#### [WORK INSTRUCTIONS]
Please figure out how many lines in the material contain "true", and give only that number.
□ □ □ □ □
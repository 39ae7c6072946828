//! Scoped release guard.

/// Runs a closure when dropped.
///
/// Useful inside fibre bodies to guarantee cleanup even when the fibre is
/// cancelled while suspended: locals are dropped when the fibre is discarded,
/// which fires the guard.
#[must_use = "the guard runs its action on drop; binding it to _ runs it immediately"]
pub struct Finally<F: FnOnce()> {
    action: Option<F>,
}

impl<F: FnOnce()> Drop for Finally<F> {
    fn drop(&mut self) {
        if let Some(action) = self.action.take() {
            action();
        }
    }
}

/// Creates a guard that invokes `action` when it leaves scope.
///
/// ```
/// use std::sync::atomic::{AtomicBool, Ordering};
/// static RELEASED: AtomicBool = AtomicBool::new(false);
///
/// {
///     let _guard = spindle::finally(|| RELEASED.store(true, Ordering::SeqCst));
/// }
/// assert!(RELEASED.load(Ordering::SeqCst));
/// ```
pub fn finally<F: FnOnce()>(action: F) -> Finally<F> {
    Finally {
        action: Some(action),
    }
}

#[cfg(test)]
mod tests {
    use super::*;
    use std::cell::Cell;

    #[test]
    fn runs_on_scope_exit() {
        let fired = Cell::new(false);
        {
            let _guard = finally(|| fired.set(true));
            assert!(!fired.get());
        }
        assert!(fired.get());
    }

    #[test]
    fn runs_on_unwind() {
        let fired = std::sync::Arc::new(std::sync::atomic::AtomicBool::new(false));
        let observed = fired.clone();
        let result = std::panic::catch_unwind(move || {
            let _guard = finally(move || fired.store(true, std::sync::atomic::Ordering::SeqCst));
            panic!("boom");
        });
        assert!(result.is_err());
        assert!(observed.load(std::sync::atomic::Ordering::SeqCst));
    }
}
□ □ □ □ □
#### [WRITTEN REPLY]
3